START DATA EXCERPTS
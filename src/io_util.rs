use std::time::Duration;

use anyhow::Result;
use tokio::io::{AsyncRead, AsyncReadExt, AsyncWrite, AsyncWriteExt};

use crate::util::timeout_with_context;

pub async fn write_all_with_timeout<W: AsyncWrite + Unpin, C: Into<String>>(
    writer: &mut W,
    buf: &[u8],
    timeout: Duration,
    context: C,
) -> Result<()> {
    timeout_with_context(timeout, writer.write_all(buf), context).await
}

/// Copies until EOF, bounding every write by `timeout`. Returns bytes copied.
pub async fn copy_with_write_timeout<R: AsyncRead + Unpin, W: AsyncWrite + Unpin>(
    reader: &mut R,
    writer: &mut W,
    timeout: Duration,
    context: &str,
) -> Result<u64> {
    let mut total = 0u64;
    let mut buffer = [0u8; 8192];
    loop {
        let read = reader.read(&mut buffer).await?;
        if read == 0 {
            break;
        }
        write_all_with_timeout(writer, &buffer[..read], timeout, context).await?;
        total = total.saturating_add(read as u64);
    }
    Ok(total)
}

/// Copies exactly `length` bytes, bounding every write by `timeout`.
pub async fn copy_exact_with_timeout<R: AsyncRead + Unpin, W: AsyncWrite + Unpin>(
    reader: &mut R,
    writer: &mut W,
    length: u64,
    timeout: Duration,
    context: &str,
) -> Result<()> {
    let mut remaining = length;
    let mut buffer = [0u8; 8192];
    while remaining > 0 {
        let want = remaining.min(buffer.len() as u64) as usize;
        let read = reader.read(&mut buffer[..want]).await?;
        if read == 0 {
            anyhow::bail!("stream ended {remaining} bytes early while {context}");
        }
        write_all_with_timeout(writer, &buffer[..read], timeout, context).await?;
        remaining -= read as u64;
    }
    Ok(())
}
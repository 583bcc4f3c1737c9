use std::net::SocketAddr;

use anyhow::{anyhow, Result};
use serde_json::Value;
use tokio::io::{AsyncReadExt, AsyncWriteExt};
use tokio::net::TcpStream;

/// Writes raw bytes and reads the whole response (the server always closes).
pub async fn send_raw(addr: SocketAddr, raw: &[u8]) -> Result<String> {
    let mut stream = TcpStream::connect(addr).await?;
    stream.write_all(raw).await?;
    let mut response = Vec::new();
    stream.read_to_end(&mut response).await?;
    Ok(String::from_utf8_lossy(&response).to_string())
}

/// Simple origin-form GET against the data plane.
pub async fn get(
    addr: SocketAddr,
    host: &str,
    path: &str,
    extra_headers: &[(&str, &str)],
) -> Result<String> {
    request(addr, "GET", host, path, extra_headers, None).await
}

pub async fn request(
    addr: SocketAddr,
    method: &str,
    host: &str,
    path: &str,
    extra_headers: &[(&str, &str)],
    body: Option<&[u8]>,
) -> Result<String> {
    let mut raw = format!("{method} {path} HTTP/1.1\r\nHost: {host}\r\n");
    for (name, value) in extra_headers {
        raw.push_str(&format!("{name}: {value}\r\n"));
    }
    if let Some(body) = body {
        raw.push_str(&format!("Content-Length: {}\r\n", body.len()));
    }
    raw.push_str("\r\n");
    let mut bytes = raw.into_bytes();
    if let Some(body) = body {
        bytes.extend_from_slice(body);
    }
    send_raw(addr, &bytes).await
}

pub fn status_of(response: &str) -> u16 {
    response
        .split_whitespace()
        .nth(1)
        .and_then(|status| status.parse().ok())
        .unwrap_or(0)
}

pub fn body_of(response: &str) -> &str {
    response
        .split_once("\r\n\r\n")
        .map(|(_, body)| body)
        .unwrap_or("")
}

pub fn header_of<'a>(response: &'a str, name: &str) -> Option<&'a str> {
    let head = response.split("\r\n\r\n").next()?;
    for line in head.lines().skip(1) {
        if let Some((header, value)) = line.split_once(':') {
            if header.eq_ignore_ascii_case(name) {
                return Some(value.trim());
            }
        }
    }
    None
}

/// JSON call against the admin plane with a resolved actor identity.
pub async fn api_call(
    addr: SocketAddr,
    method: &str,
    path: &str,
    actor: Option<(&str, &str)>,
    body: Option<&Value>,
) -> Result<(u16, Value)> {
    let mut raw = format!("{method} {path} HTTP/1.1\r\nHost: admin.internal\r\n");
    if let Some((name, role)) = actor {
        raw.push_str(&format!("X-Admin-Actor: {name}\r\nX-Admin-Role: {role}\r\n"));
    }
    let encoded = body.map(|value| value.to_string());
    if let Some(encoded) = &encoded {
        raw.push_str(&format!(
            "Content-Type: application/json\r\nContent-Length: {}\r\n",
            encoded.len()
        ));
    }
    raw.push_str("\r\n");
    let mut bytes = raw.into_bytes();
    if let Some(encoded) = &encoded {
        bytes.extend_from_slice(encoded.as_bytes());
    }

    let response = send_raw(addr, &bytes).await?;
    let status = status_of(&response);
    if status == 0 {
        return Err(anyhow!("unparseable admin response: {response}"));
    }
    let body = body_of(&response);
    let value = if body.is_empty() {
        Value::Null
    } else {
        serde_json::from_str(body)?
    };
    Ok((status, value))
}
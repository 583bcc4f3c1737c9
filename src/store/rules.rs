use regex::RegexBuilder;
use rusqlite::params;
use serde_json::Value;

use super::{db, AuditRecord, StoreError, TenantStore};
use crate::engine::{is_known_field, Operator, Predicate, Rule};

impl TenantStore {
    /// Inserts a new rule. Priority must sit in `1..=max(enabled)+1` and must
    /// not collide with another enabled rule.
    pub async fn create_rule(&self, actor: &str, mut rule: Rule) -> Result<Rule, StoreError> {
        rule.id = rule.id.trim().to_string();
        validate_rule(&rule)?;

        let stored = rule.clone();
        self.write(move |conn| {
            let tx = conn.transaction()?;
            if db::load_rule(&tx, &stored.id)?.is_some() {
                return Err(StoreError::Conflict(format!(
                    "rule '{}' already exists",
                    stored.id
                )));
            }
            check_priority_admission(&tx, &stored, None)?;
            db::insert_rule(&tx, &stored)?;
            tx.commit()?;
            Ok(())
        })
        .await?;

        self.emit_audit(AuditRecord::new(
            actor,
            self.id().context(),
            "rule.create",
            &rule.id,
            None,
            Some(rule_json(&rule)),
        ))
        .await;
        Ok(rule)
    }

    /// Full replace of an existing rule; the path id is authoritative.
    pub async fn update_rule(
        &self,
        actor: &str,
        id: &str,
        mut rule: Rule,
    ) -> Result<Rule, StoreError> {
        rule.id = id.to_string();
        validate_rule(&rule)?;

        let stored = rule.clone();
        let before = self
            .write(move |conn| {
                let tx = conn.transaction()?;
                let Some(before) = db::load_rule(&tx, &stored.id)? else {
                    return Err(StoreError::NotFound(format!("rule '{}'", stored.id)));
                };
                check_priority_admission(&tx, &stored, Some(&stored.id))?;
                db::replace_rule(&tx, &stored)?;
                tx.commit()?;
                Ok(before)
            })
            .await?;

        self.emit_audit(AuditRecord::new(
            actor,
            self.id().context(),
            "rule.update",
            id,
            Some(rule_json(&before)),
            Some(rule_json(&rule)),
        ))
        .await;
        Ok(rule)
    }

    pub async fn delete_rule(&self, actor: &str, id: &str) -> Result<(), StoreError> {
        let target = id.to_string();
        let before = self
            .write(move |conn| {
                let tx = conn.transaction()?;
                let Some(before) = db::load_rule(&tx, &target)? else {
                    return Err(StoreError::NotFound(format!("rule '{target}'")));
                };
                tx.execute("DELETE FROM rules WHERE id = ?1", params![target])?;
                tx.commit()?;
                Ok(before)
            })
            .await?;

        self.emit_audit(AuditRecord::new(
            actor,
            self.id().context(),
            "rule.delete",
            id,
            Some(rule_json(&before)),
            None,
        ))
        .await;
        Ok(())
    }

    /// Atomically re-densifies enabled priorities to `1..N` in the order of
    /// `active_ids`. The list must name every enabled rule exactly once.
    pub async fn reorder(&self, actor: &str, active_ids: Vec<String>) -> Result<(), StoreError> {
        let requested = active_ids.clone();
        self.write(move |conn| {
            let tx = conn.transaction()?;
            let enabled: Vec<String> = db::load_rules(&tx)?
                .into_iter()
                .filter(|rule| rule.enabled)
                .map(|rule| rule.id)
                .collect();

            if requested.len() != enabled.len() {
                return Err(StoreError::InvalidInput(format!(
                    "reorder must name all {} enabled rules, got {}",
                    enabled.len(),
                    requested.len()
                )));
            }
            for id in &requested {
                if !enabled.iter().any(|enabled_id| enabled_id == id) {
                    return Err(StoreError::InvalidInput(format!(
                        "rule '{id}' is not an enabled rule of this tenant"
                    )));
                }
            }
            let mut seen = std::collections::HashSet::new();
            for id in &requested {
                if !seen.insert(id) {
                    return Err(StoreError::InvalidInput(format!(
                        "rule '{id}' listed more than once"
                    )));
                }
            }

            for (index, id) in requested.iter().enumerate() {
                tx.execute(
                    "UPDATE rules SET priority = ?2 WHERE id = ?1",
                    params![id, (index + 1) as u32],
                )?;
            }
            tx.commit()?;
            Ok(())
        })
        .await?;

        self.emit_audit(AuditRecord::new(
            actor,
            self.id().context(),
            "rule.reorder",
            "rules",
            None,
            Some(Value::Array(
                active_ids.into_iter().map(Value::String).collect(),
            )),
        ))
        .await;
        Ok(())
    }
}

fn rule_json(rule: &Rule) -> Value {
    serde_json::to_value(rule).unwrap_or(Value::Null)
}

fn validate_rule(rule: &Rule) -> Result<(), StoreError> {
    if rule.id.is_empty() {
        return Err(StoreError::InvalidInput("rule id must not be empty".into()));
    }
    if rule
        .id
        .chars()
        .any(|c| c.is_whitespace() || c == '/' || c == '?')
    {
        return Err(StoreError::InvalidInput(format!(
            "rule id '{}' contains reserved characters",
            rule.id
        )));
    }
    if rule.name.trim().is_empty() {
        return Err(StoreError::InvalidInput(
            "rule name must not be empty".into(),
        ));
    }
    if rule.priority == 0 {
        return Err(StoreError::InvalidInput(
            "rule priority must be greater than 0".into(),
        ));
    }
    if let Some(code) = rule.block_http_code {
        if !(100..=599).contains(&code) {
            return Err(StoreError::InvalidInput(format!(
                "block_http_code {code} is not an HTTP status"
            )));
        }
    }
    validate_expression(&rule.expression)
}

fn validate_expression(predicates: &[Predicate]) -> Result<(), StoreError> {
    for (index, predicate) in predicates.iter().enumerate() {
        if !is_known_field(&predicate.field) {
            return Err(StoreError::InvalidInput(format!(
                "predicate {index}: unknown field '{}'",
                predicate.field
            )));
        }
        match predicate.operator {
            Operator::Matches | Operator::NotMatches => {
                let Value::String(pattern) = &predicate.value else {
                    return Err(StoreError::InvalidInput(format!(
                        "predicate {index}: regex operators take a string pattern"
                    )));
                };
                // Stored rules with patterns that later fail to compile still
                // evaluate safely to false; new ones are rejected up front.
                RegexBuilder::new(pattern)
                    .case_insensitive(true)
                    .build()
                    .map_err(|err| {
                        StoreError::InvalidInput(format!(
                            "predicate {index}: invalid regex: {err}"
                        ))
                    })?;
            }
            Operator::In | Operator::NotIn => {
                if !predicate.value.is_array() {
                    return Err(StoreError::InvalidInput(format!(
                        "predicate {index}: membership operators take a list"
                    )));
                }
            }
            _ => {}
        }
    }
    Ok(())
}

/// Shared create/update admission check: priority within `1..=max+1` and no
/// collision among enabled rules. `exclude` skips the rule being replaced.
fn check_priority_admission(
    conn: &rusqlite::Connection,
    rule: &Rule,
    exclude: Option<&str>,
) -> Result<(), StoreError> {
    let rules = db::load_rules(conn)?;
    let max_enabled = rules
        .iter()
        .filter(|existing| existing.enabled && Some(existing.id.as_str()) != exclude)
        .map(|existing| existing.priority)
        .max()
        .unwrap_or(0);
    if rule.priority > max_enabled + 1 {
        return Err(StoreError::InvalidInput(format!(
            "priority {} exceeds max enabled priority + 1 ({})",
            rule.priority,
            max_enabled + 1
        )));
    }
    if rule.enabled {
        if let Some(holder) = rules.iter().find(|existing| {
            existing.enabled
                && existing.priority == rule.priority
                && Some(existing.id.as_str()) != exclude
        }) {
            return Err(StoreError::InvalidInput(format!(
                "priority {} is already held by enabled rule '{}'",
                rule.priority, holder.id
            )));
        }
    }
    Ok(())
}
END DATA EXCERPTS
TASK DIRECTIONS: Up to and including the line that contains "server always closes).", restate each line of the material above word for word, beginning with its first line.

FINISHED EXERCISE:
filename src/io_util.rs
use std::time::Duration;

use anyhow::Result;
use tokio::io::{AsyncRead, AsyncReadExt, AsyncWrite, AsyncWriteExt};

use crate::util::timeout_with_context;

pub async fn write_all_with_timeout<W: AsyncWrite + Unpin, C: Into<String>>(
    writer: &mut W,
    buf: &[u8],
    timeout: Duration,
    context: C,
) -> Result<()> {
    timeout_with_context(timeout, writer.write_all(buf), context).await
}

/// Copies until EOF, bounding every write by `timeout`. Returns bytes copied.
pub async fn copy_with_write_timeout<R: AsyncRead + Unpin, W: AsyncWrite + Unpin>(
    reader: &mut R,
    writer: &mut W,
    timeout: Duration,
    context: &str,
) -> Result<u64> {
    let mut total = 0u64;
    let mut buffer = [0u8; 8192];
    loop {
        let read = reader.read(&mut buffer).await?;
        if read == 0 {
            break;
        }
        write_all_with_timeout(writer, &buffer[..read], timeout, context).await?;
        total = total.saturating_add(read as u64);
    }
    Ok(total)
}

/// Copies exactly `length` bytes, bounding every write by `timeout`.
pub async fn copy_exact_with_timeout<R: AsyncRead + Unpin, W: AsyncWrite + Unpin>(
    reader: &mut R,
    writer: &mut W,
    length: u64,
    timeout: Duration,
    context: &str,
) -> Result<()> {
    let mut remaining = length;
    let mut buffer = [0u8; 8192];
    while remaining > 0 {
        let want = remaining.min(buffer.len() as u64) as usize;
        let read = reader.read(&mut buffer[..want]).await?;
        if read == 0 {
            anyhow::bail!("stream ended {remaining} bytes early while {context}");
        }
        write_all_with_timeout(writer, &buffer[..read], timeout, context).await?;
        remaining -= read as u64;
    }
    Ok(())
}
repository 583bcc4f3c1737c9
use std::net::SocketAddr;

use anyhow::{anyhow, Result};
use serde_json::Value;
use tokio::io::{AsyncReadExt, AsyncWriteExt};
use tokio::net::TcpStream;

/// Writes raw bytes and reads the whole response (the server always closes).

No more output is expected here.